December 2023 by Patrick Hayes, Chief Strategy and Product Officer at Third Wave Innovations

The commentary from Patrick Hayes, Chief Strategy and Product Officer at Third Wave Innovations and former CISO for several organizations.

AI in Threat Intelligence
As we forge down a path of AI use for threat intelligence, anomaly detection, red team testing, incident response simulations, and more, the data sets are of utmost importance. We have a responsibility to adequately train models against appropriate data sets, while continuously testing for accuracy, especially if any automated response is involved. Adversaries are more than equally using AI in their tactics, techniques, and procedures to attack our organizations. The difference is that attackers have no boundaries when developing their strategies, and are often way ahead of the curve. The day will come where AI, which is ultimately neither good or evil, will evolve to self-protect and defend our organizations. Alternatively, we will see attacks that are not necessarily initiated by humans, rather AI continuing to evolve in its training. The fact is AI lacks empathy for the human condition and, without this, AI can only process the world based on the available data presented.

Role of CISO in 2024
The role of the CISO has been poorly defined and misaligned with the needs of the business. The CISO has never been a pure technology role, even before we started putting ’cyber’ before security. Moving ahead, the CISO should be viewed as the trustee of the organization’s risk. Charged with discovering the current state of the organization’s security risk, it is the CISO who helps define the alignment with business strategy, regulatory compliance, and the threat landscape. This vision is presented to the executive leadership of the company to make hard decisions around what gets funded and what is acceptable. It is near-impossible to own a security strategy that is only focused through the lens of technology.

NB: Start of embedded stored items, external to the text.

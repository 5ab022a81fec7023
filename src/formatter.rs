use std::sync::OnceLock;

use regex::Regex;

use crate::block::{Block, Segment};

fn bullet_prefix() -> &'static Regex {
    static RE: OnceLock<Regex> = OnceLock::new();
    RE.get_or_init(|| Regex::new(r"^\s*\*\s+").unwrap())
}

fn numbered_prefix() -> &'static Regex {
    static RE: OnceLock<Regex> = OnceLock::new();
    RE.get_or_init(|| Regex::new(r"^\s*\d+\.\s+").unwrap())
}

// Double-asterisk branch first, so `**bold**` never parses as two italics.
// Both branches require a non-empty interior and the closing delimiter on
// the same line; unmatched markers stay literal text.
fn emphasis() -> &'static Regex {
    static RE: OnceLock<Regex> = OnceLock::new();
    RE.get_or_init(|| Regex::new(r"\*\*[^*]+\*\*|\*[^*]+\*").unwrap())
}

/// Format raw message text into a list of blocks, one per input line.
pub fn format_message(content: &str) -> Vec<Block> {
    content
        .split('\n')
        .map(|line| {
            if bullet_prefix().is_match(line) {
                // The glyph goes through the tokenizer with the rest of the
                // line, so it lands inside the first plain segment.
                let line = bullet_prefix().replace(line, "\u{2022} ");
                Block::Bullet {
                    content: format_inline(&line),
                }
            } else if numbered_prefix().is_match(line) {
                // Numbered lines keep their literal prefix.
                Block::Numbered {
                    content: format_inline(line),
                }
            } else if line.trim().is_empty() {
                Block::Break
            } else {
                Block::Paragraph {
                    content: format_inline(line),
                }
            }
        })
        .collect()
}

/// Tokenize one line into plain, bold, and italic segments.
pub fn format_inline(text: &str) -> Vec<Segment> {
    let mut segments = Vec::new();
    let mut last = 0;

    for m in emphasis().find_iter(text) {
        if m.start() > last {
            segments.push(Segment::Plain(text[last..m.start()].to_string()));
        }

        let matched = m.as_str();
        if matched.starts_with("**") {
            segments.push(Segment::Bold(matched[2..matched.len() - 2].to_string()));
        } else {
            segments.push(Segment::Italic(matched[1..matched.len() - 1].to_string()));
        }

        last = m.end();
    }

    if last < text.len() {
        segments.push(Segment::Plain(text[last..].to_string()));
    }

    if segments.is_empty() {
        segments.push(Segment::Plain(text.to_string()));
    }

    segments
}

#[cfg(test)]
mod tests {
    use super::*;

    fn plain(text: &str) -> Segment {
        Segment::Plain(text.to_string())
    }

    #[test]
    fn plain_line() {
        assert_eq!(
            format_message("water the fern"),
            vec![Block::Paragraph {
                content: vec![plain("water the fern")]
            }]
        );
    }

    #[test]
    fn bold() {
        assert_eq!(
            format_inline("**bold**"),
            vec![Segment::Bold("bold".to_string())]
        );
    }

    #[test]
    fn italic() {
        assert_eq!(
            format_inline("*italic*"),
            vec![Segment::Italic("italic".to_string())]
        );
    }

    #[test]
    fn mixed_segments() {
        assert_eq!(
            format_inline("a **b** c *d* e"),
            vec![
                plain("a "),
                Segment::Bold("b".to_string()),
                plain(" c "),
                Segment::Italic("d".to_string()),
                plain(" e"),
            ]
        );
    }

    #[test]
    fn bullet_line() {
        assert_eq!(
            format_message("* item one"),
            vec![Block::Bullet {
                content: vec![plain("\u{2022} item one")]
            }]
        );
    }

    #[test]
    fn bullet_strips_leading_whitespace() {
        assert_eq!(
            format_message("   * indented"),
            vec![Block::Bullet {
                content: vec![plain("\u{2022} indented")]
            }]
        );
    }

    #[test]
    fn bullet_requires_space_after_marker() {
        // No space after the asterisk and no closing partner: the line is a
        // paragraph holding the literal asterisk.
        assert_eq!(
            format_message("*nospacenoitalic"),
            vec![Block::Paragraph {
                content: vec![plain("*nospacenoitalic")]
            }]
        );
    }

    #[test]
    fn bullet_with_emphasis() {
        assert_eq!(
            format_message("* water **daily**"),
            vec![Block::Bullet {
                content: vec![plain("\u{2022} water "), Segment::Bold("daily".to_string())]
            }]
        );
    }

    #[test]
    fn numbered_line_keeps_prefix() {
        assert_eq!(
            format_message("1. first step"),
            vec![Block::Numbered {
                content: vec![plain("1. first step")]
            }]
        );
    }

    #[test]
    fn numbered_line_keeps_leading_whitespace() {
        assert_eq!(
            format_message("  2. second step"),
            vec![Block::Numbered {
                content: vec![plain("  2. second step")]
            }]
        );
    }

    #[test]
    fn empty_input_is_one_break() {
        assert_eq!(format_message(""), vec![Block::Break]);
    }

    #[test]
    fn blank_line_between_paragraphs() {
        assert_eq!(
            format_message("line one\n\nline two"),
            vec![
                Block::Paragraph {
                    content: vec![plain("line one")]
                },
                Block::Break,
                Block::Paragraph {
                    content: vec![plain("line two")]
                },
            ]
        );
    }

    #[test]
    fn unbalanced_marker_stays_literal() {
        assert_eq!(format_inline("a * b"), vec![plain("a * b")]);
        assert_eq!(format_inline("**open"), vec![plain("**open")]);
    }

    #[test]
    fn bold_preferred_over_adjacent_italics() {
        assert_eq!(
            format_inline("**bold** then *it*"),
            vec![
                Segment::Bold("bold".to_string()),
                plain(" then "),
                Segment::Italic("it".to_string()),
            ]
        );
    }

    #[test]
    fn marker_only_input_degrades_to_plain() {
        assert_eq!(format_inline("**"), vec![plain("**")]);
        assert_eq!(format_inline("****"), vec![plain("****")]);
    }

    #[test]
    fn empty_line_tokenizes_to_one_empty_segment() {
        assert_eq!(format_inline(""), vec![plain("")]);
    }

    #[test]
    fn plain_content_round_trips() {
        let input = "line one\nline two\nline three";
        let blocks = format_message(input);
        let rebuilt: Vec<String> = blocks
            .iter()
            .map(|block| match block {
                Block::Paragraph { content } => content
                    .iter()
                    .map(|segment| match segment {
                        Segment::Plain(text) => text.as_str(),
                        _ => panic!("marker-free input produced styled segment"),
                    })
                    .collect(),
                _ => panic!("marker-free input produced non-paragraph block"),
            })
            .collect();
        assert_eq!(rebuilt.join("\n"), input);
    }

    #[test]
    fn emphasis_does_not_span_lines() {
        assert_eq!(
            format_message("half **bold\nrest** here"),
            vec![
                Block::Paragraph {
                    content: vec![plain("half **bold")]
                },
                Block::Paragraph {
                    content: vec![plain("rest** here")]
                },
            ]
        );
    }
}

Cybersecurity Job Cuts Impact
Workforce reductions have largely underscored the fallacy promoted in the cybersecurity industry. While we keep being told there are millions of unfilled jobs, there seems to be little evidence of this idea that you’ll never be worried about being employed in cybersecurity. However, there is plenty of evidence that companies are eliminating positions due to poor top line revenue performance, shifting attentions to EBIT and shareholder confidence. This dangerous cycle has infected the cybersecurity space, with unknown consequences. Expecting the staff left behind after a workforce reduction to carry the load of their peers comes with much greater risk in the cybersecurity space. Fewer people means, less oversight of your technology, less observations being observed and investigated, and worse more incidents becoming breaches.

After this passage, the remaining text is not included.